▶ Work to complete: Please transcribe the data that follows exactly, from its first line through the line that contains "its best-priority order.".

▶ Information shown:
----

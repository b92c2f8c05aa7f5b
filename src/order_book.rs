//! Single-instrument order book: bid and ask ledgers, the trade tape, and submission.
//!
//! Each ledger is a map of price level -> FIFO queue. Best bid is the highest price,
//! best ask the lowest. Within a level, orders are kept in sequence order, so the head
//! of a ledger is always its best-priority order.

use std::collections::{BTreeMap, VecDeque};

use log::{debug, info, warn};

use crate::clock::{Clock, WallClock};
use crate::error::BookError;
use crate::matching::match_order;
use crate::snapshot::{self, Depth, Snapshot};
use crate::tape::{Tape, TradeRecord};
use crate::types::{check_limit_price, Order, OrderKind, Price, Quantity, RestingOrder, Side};

/// Book settings.
#[derive(Clone, Debug, PartialEq, serde::Serialize, serde::Deserialize)]
#[serde(default)]
pub struct BookConfig {
    /// Mid-price reported when both ledgers and the tape are empty.
    pub reference_price: Price,
}

impl Default for BookConfig {
    fn default() -> Self {
        Self {
            reference_price: Price::ZERO,
        }
    }
}

/// Resting orders for one side, in price-time priority.
#[derive(Clone, Debug)]
pub struct Ledger {
    side: Side,
    levels: BTreeMap<Price, VecDeque<RestingOrder>>,
}

impl Ledger {
    pub fn new(side: Side) -> Self {
        Self {
            side,
            levels: BTreeMap::new(),
        }
    }

    pub fn side(&self) -> Side {
        self.side
    }

    /// Inserts a resting order behind every order with equal or better priority.
    ///
    /// The order must belong to this side, carry a positive quantity, and have a
    /// sequence above every order already at its price level; otherwise it is rejected
    /// and the ledger is left unchanged.
    pub fn insert(&mut self, order: RestingOrder) -> Result<(), BookError> {
        if order.side != self.side {
            return Err(BookError::invalid(format!(
                "{} order {} cannot rest on the {} ledger",
                order.side, order.id, self.side
            )));
        }
        if order.quantity <= 0 {
            return Err(BookError::invalid(format!(
                "resting order {} has non-positive quantity {}",
                order.id, order.quantity
            )));
        }
        let level = self.levels.entry(order.price).or_default();
        if let Some(back) = level.back() {
            if back.sequence >= order.sequence {
                return Err(BookError::invalid(format!(
                    "resting order {} sequence {} is not after {}",
                    order.id, order.sequence, back.sequence
                )));
            }
        }
        level.push_back(order);
        Ok(())
    }

    fn best_level(&self) -> Option<(&Price, &VecDeque<RestingOrder>)> {
        match self.side {
            Side::Buy => self.levels.iter().next_back(),
            Side::Sell => self.levels.iter().next(),
        }
    }

    fn best_level_mut(&mut self) -> Option<&mut VecDeque<RestingOrder>> {
        match self.side {
            Side::Buy => self.levels.values_mut().next_back(),
            Side::Sell => self.levels.values_mut().next(),
        }
    }

    /// Best-priority order, if any.
    pub fn head(&self) -> Option<&RestingOrder> {
        self.best_level().and_then(|(_, queue)| queue.front())
    }

    pub(crate) fn head_mut(&mut self) -> Option<&mut RestingOrder> {
        self.best_level_mut().and_then(|queue| queue.front_mut())
    }

    /// Removes and returns the head order. Drops its price level if that empties it.
    pub(crate) fn pop_head(&mut self) -> Option<RestingOrder> {
        let price = *self.best_level()?.0;
        let queue = self.levels.get_mut(&price)?;
        let order = queue.pop_front();
        if queue.is_empty() {
            self.levels.remove(&price);
        }
        order
    }

    pub fn best_price(&self) -> Option<Price> {
        self.best_level().map(|(price, _)| *price)
    }

    pub fn is_empty(&self) -> bool {
        self.levels.is_empty()
    }

    /// Number of resting orders.
    pub fn len(&self) -> usize {
        self.levels.values().map(VecDeque::len).sum()
    }

    pub fn total_quantity(&self) -> Quantity {
        self.iter().map(|o| o.quantity).sum()
    }

    /// Price levels, best first: (price, FIFO queue).
    pub fn levels(&self) -> Box<dyn Iterator<Item = (&Price, &VecDeque<RestingOrder>)> + '_> {
        match self.side {
            Side::Buy => Box::new(self.levels.iter().rev()),
            Side::Sell => Box::new(self.levels.iter()),
        }
    }

    /// Resting orders in priority order.
    pub fn iter(&self) -> impl Iterator<Item = &RestingOrder> + '_ {
        self.levels().flat_map(|(_, queue)| queue.iter())
    }
}

/// Limit order book with its own trade tape, sequence counter, and clock.
///
/// Not internally synchronized; see [`crate::shared::SharedOrderBook`] for use across
/// threads.
#[derive(Debug)]
pub struct OrderBook {
    config: BookConfig,
    bids: Ledger,
    asks: Ledger,
    tape: Tape,
    clock: Box<dyn Clock>,
    next_sequence: u64,
}

impl Default for OrderBook {
    fn default() -> Self {
        Self::new()
    }
}

impl OrderBook {
    /// Book with default config and a wall clock.
    pub fn new() -> Self {
        Self::with_config(BookConfig::default(), WallClock::new())
    }

    pub fn with_clock(clock: impl Clock + 'static) -> Self {
        Self::with_config(BookConfig::default(), clock)
    }

    pub fn with_config(config: BookConfig, clock: impl Clock + 'static) -> Self {
        Self {
            config,
            bids: Ledger::new(Side::Buy),
            asks: Ledger::new(Side::Sell),
            tape: Tape::new(),
            clock: Box::new(clock),
            next_sequence: 1,
        }
    }

    /// Submits an order: matches it against the opposite ledger, then rests any limit
    /// residual and discards any market residual.
    ///
    /// Returns the trades produced by this call. An order with `quantity <= 0` is
    /// dropped and yields no trades. A limit order without a price, or with a price
    /// beyond [`crate::types::max_price_magnitude`], is rejected before anything is mutated.
    pub fn submit(&mut self, mut order: Order) -> Result<Vec<TradeRecord>, BookError> {
        if order.quantity <= 0 {
            debug!(
                "degenerate order dropped order_id={} quantity={}",
                order.id, order.quantity
            );
            return Ok(Vec::new());
        }
        let limit_price = match order.kind {
            OrderKind::Limit => match order.price.map(check_limit_price) {
                Some(Ok(price)) => Some(price),
                Some(Err(e)) => {
                    warn!("order rejected order_id={} reason={}", order.id, e);
                    return Err(e);
                }
                None => {
                    warn!("order rejected order_id={} reason=limit order without price", order.id);
                    return Err(BookError::invalid("limit order must have a price"));
                }
            },
            OrderKind::Market => None,
        };

        let sequence = self.next_sequence;
        self.next_sequence += 1;
        let submitted_at = self.clock.now();
        info!(
            "order submitted order_id={} side={} kind={:?} quantity={} price={:?} sequence={}",
            order.id, order.side, order.kind, order.quantity, limit_price, sequence
        );

        let opposite = match order.side {
            Side::Buy => &mut self.asks,
            Side::Sell => &mut self.bids,
        };
        let trades = match_order(
            opposite,
            &mut order,
            limit_price,
            &mut self.tape,
            self.clock.as_mut(),
        );
        for trade in &trades {
            info!(
                "trade taker={} maker={} price={} quantity={}",
                trade.taker_id, trade.maker_id, trade.price, trade.quantity
            );
        }

        if order.quantity > 0 {
            match limit_price {
                None => info!(
                    "market order residual discarded order_id={} quantity={}",
                    order.id, order.quantity
                ),
                Some(price) => {
                    debug!(
                        "order resting order_id={} side={} price={} quantity={}",
                        order.id, order.side, price, order.quantity
                    );
                    let own = match order.side {
                        Side::Buy => &mut self.bids,
                        Side::Sell => &mut self.asks,
                    };
                    own.insert(RestingOrder {
                        id: order.id,
                        side: order.side,
                        price,
                        quantity: order.quantity,
                        sequence,
                        submitted_at,
                    })?;
                }
            }
        }
        Ok(trades)
    }

    /// Best bid/ask, mid-price, and spread.
    pub fn snapshot(&self) -> Snapshot {
        snapshot::snapshot(self)
    }

    /// Aggregated view of the top `levels` price levels per side.
    pub fn depth(&self, levels: usize) -> Depth {
        Depth::from_book(self, levels)
    }

    pub fn tape(&self) -> &Tape {
        &self.tape
    }

    pub fn bids(&self) -> &Ledger {
        &self.bids
    }

    pub fn asks(&self) -> &Ledger {
        &self.asks
    }

    pub fn config(&self) -> &BookConfig {
        &self.config
    }

    /// Best bid price (None if empty).
    pub fn best_bid(&self) -> Option<Price> {
        self.bids.best_price()
    }

    /// Best ask price (None if empty).
    pub fn best_ask(&self) -> Option<Price> {
        self.asks.best_price()
    }

    /// Total quantity resting on both sides.
    pub fn resting_quantity(&self) -> Quantity {
        self.bids.total_quantity() + self.asks.total_quantity()
    }
}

----

▶ Response area:
repository b92c2f8c05aa7f5b
filename src/order_book.rs
//! Single-instrument order book: bid and ask ledgers, the trade tape, and submission.
//!
//! Each ledger is a map of price level -> FIFO queue. Best bid is the highest price,
//! best ask the lowest. Within a level, orders are kept in sequence order, so the head
//! of a ledger is always its best-priority order.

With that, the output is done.